Perhaps they would prefer if you were less hot headed. That is something you can work on. But if they prefer you had more money or a better tan, you may want to rethink things.
#12 What offends you the most?
Not only does this let you know how sensitive your partner is, but it can let you know if they have been hurt in the past or what to avoid in the future. Are they most offended when someone attacks their character? Or are they offended by racism and ignorance?
#13 What do you think you need to work on personally?
If they say nothing, well, that is a problem all on its own. But this can help you give them more respect or be more patient in certain situations. Maybe they have to work on forgiveness or trust. Or perhaps they have low self-esteem or high levels of anxiety.
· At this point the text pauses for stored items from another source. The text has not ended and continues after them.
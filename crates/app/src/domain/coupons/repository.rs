//! Coupons Repository

use jiff_sqlx::Timestamp as SqlxTimestamp;
use sqlx::{FromRow, Postgres, Row, Transaction, postgres::PgRow, query_as};

use crate::{
    columns::{encode_amount, try_get_amount},
    domain::coupons::{
        data::NewCoupon,
        records::{CouponRecord, CouponUuid},
    },
};

const CREATE_COUPON_SQL: &str = include_str!("sql/create_coupon.sql");
const FIND_COUPON_SQL: &str = include_str!("sql/find_coupon.sql");
const LIST_COUPONS_SQL: &str = include_str!("sql/list_coupons.sql");

#[derive(Debug, Clone, Default)]
pub(crate) struct PgCouponsRepository;

impl PgCouponsRepository {
    #[must_use]
    pub(crate) fn new() -> Self {
        Self
    }

    /// Insert a coupon whose code is already canonical.
    pub(crate) async fn create_coupon(
        &self,
        tx: &mut Transaction<'_, Postgres>,
        coupon: &NewCoupon,
        code: &str,
    ) -> Result<CouponRecord, sqlx::Error> {
        query_as::<Postgres, CouponRecord>(CREATE_COUPON_SQL)
            .bind(coupon.uuid.into_uuid())
            .bind(code)
            .bind(coupon.kind.as_str())
            .bind(coupon.value)
            .bind(encode_amount(coupon.min_order, "min_order")?)
            .bind(coupon.active)
            .bind(coupon.expires_at.map(SqlxTimestamp::from))
            .fetch_one(&mut **tx)
            .await
    }

    /// Coupon by canonical code, whatever its state.
    pub(crate) async fn find_coupon(
        &self,
        tx: &mut Transaction<'_, Postgres>,
        code: &str,
    ) -> Result<Option<CouponRecord>, sqlx::Error> {
        query_as::<Postgres, CouponRecord>(FIND_COUPON_SQL)
            .bind(code)
            .fetch_optional(&mut **tx)
            .await
    }

    pub(crate) async fn list_coupons(
        &self,
        tx: &mut Transaction<'_, Postgres>,
    ) -> Result<Vec<CouponRecord>, sqlx::Error> {
        query_as::<Postgres, CouponRecord>(LIST_COUPONS_SQL)
            .fetch_all(&mut **tx)
            .await
    }
}

impl<'r> FromRow<'r, PgRow> for CouponRecord {
    fn from_row(row: &'r PgRow) -> sqlx::Result<Self> {
        let kind: String = row.try_get("kind")?;

        Ok(Self {
            uuid: CouponUuid::from_uuid(row.try_get("uuid")?),
            code: row.try_get("code")?,
            kind: kind.parse().map_err(|e| sqlx::Error::ColumnDecode {
                index: "kind".to_string(),
                source: Box::new(e),
            })?,
            value: row.try_get("value")?,
            min_order: try_get_amount(row, "min_order")?,
            active: row.try_get("active")?,
            expires_at: row
                .try_get::<Option<SqlxTimestamp>, _>("expires_at")?
                .map(SqlxTimestamp::to_jiff),
            created_at: row.try_get::<SqlxTimestamp, _>("created_at")?.to_jiff(),
        })
    }
}
//! Categories

mod errors;
pub(crate) mod handlers;
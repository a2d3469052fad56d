//! Admin key middleware.

use std::sync::Arc;

use salvo::prelude::*;

use crate::state::State;

/// Header carrying the admin key.
pub(crate) const ADMIN_KEY_HEADER: &str = "x-admin-key";

#[salvo::handler]
pub(crate) async fn handler(
    req: &mut Request,
    depot: &mut Depot,
    res: &mut Response,
    ctrl: &mut FlowCtrl,
) {
    let state = match depot.obtain::<Arc<State>>() {
        Ok(state) => state,
        Err(_error) => {
            res.render(StatusError::internal_server_error());

            return;
        }
    };

    if extract_admin_key(req) != Some(state.admin_key.as_str()) {
        res.render(StatusError::unauthorized().brief("Unauthorized"));

        return;
    }

    ctrl.call_next(req, depot, res).await;
}

fn extract_admin_key(req: &Request) -> Option<&str> {
    let value = req.headers().get(ADMIN_KEY_HEADER)?.to_str().ok()?.trim();

    (!value.is_empty()).then_some(value)
}

#[cfg(test)]
mod tests {
    use salvo::test::{ResponseExt, TestClient};
    use testresult::TestResult;

    use crate::test_helpers::{TEST_ADMIN_KEY, TestServices};

    use super::*;

    #[salvo::handler]
    async fn secret(res: &mut Response) {
        res.render("admin only");
    }

    fn make_service() -> Service {
        TestServices::default().service(Router::new().hoop(handler).push(Router::new().get(secret)))
    }

    #[tokio::test]
    async fn test_missing_admin_key_returns_401() {
        let res = TestClient::get("http://example.com/")
            .send(&make_service())
            .await;

        assert_eq!(res.status_code, Some(StatusCode::UNAUTHORIZED));
    }

    #[tokio::test]
    async fn test_wrong_admin_key_returns_401() {
        let res = TestClient::get("http://example.com/")
            .add_header(ADMIN_KEY_HEADER, "guess", true)
            .send(&make_service())
            .await;

        assert_eq!(res.status_code, Some(StatusCode::UNAUTHORIZED));
    }

    #[tokio::test]
    async fn test_matching_admin_key_passes_through() -> TestResult {
        let mut res = TestClient::get("http://example.com/")
            .add_header(ADMIN_KEY_HEADER, TEST_ADMIN_KEY, true)
            .send(&make_service())
            .await;

        assert_eq!(res.status_code, Some(StatusCode::OK));
        assert_eq!(res.take_string().await?, "admin only");

        Ok(())
    }
}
Don’t forget that within your relationship there are two individuals with their own problems and struggles.
#14 What scares you most about the future?
This can give you a glimpse at what your partner might stress about down the road. Are they worried about money? Having a job? Or perhaps being a parent or the state of our country? Or maybe even the environment?
#15 What do you define as cheating?
Depending on someone’s past, their definition of cheating can vary quite a bit. Is it a kiss or more? Is it flirting? Knowing that you are on the same page regarding what cheating is will definitely help you move forward.
Something you may view as totally innocent could be a huge betrayal to your partner. Knowing this is necessary.
#16 Is there something you would like us to do that we’ve never done?
This gives them a safe place to propose something they may have been nervous to bring up in the past. Is there something they want to try in the bedroom? Or have they always wanted to take a trip to France?
#17 Do you struggle with confidence?
For some reason, admitting you have self-esteem issues to your partner is seen as such a defeat. Maybe people think their partner will feel sorry for them or something. But I think talking about confidence issues with your partner can only be beneficial.
Talking about your happiness lets you realize what you may want to change or do more of in life so that you can be happy together.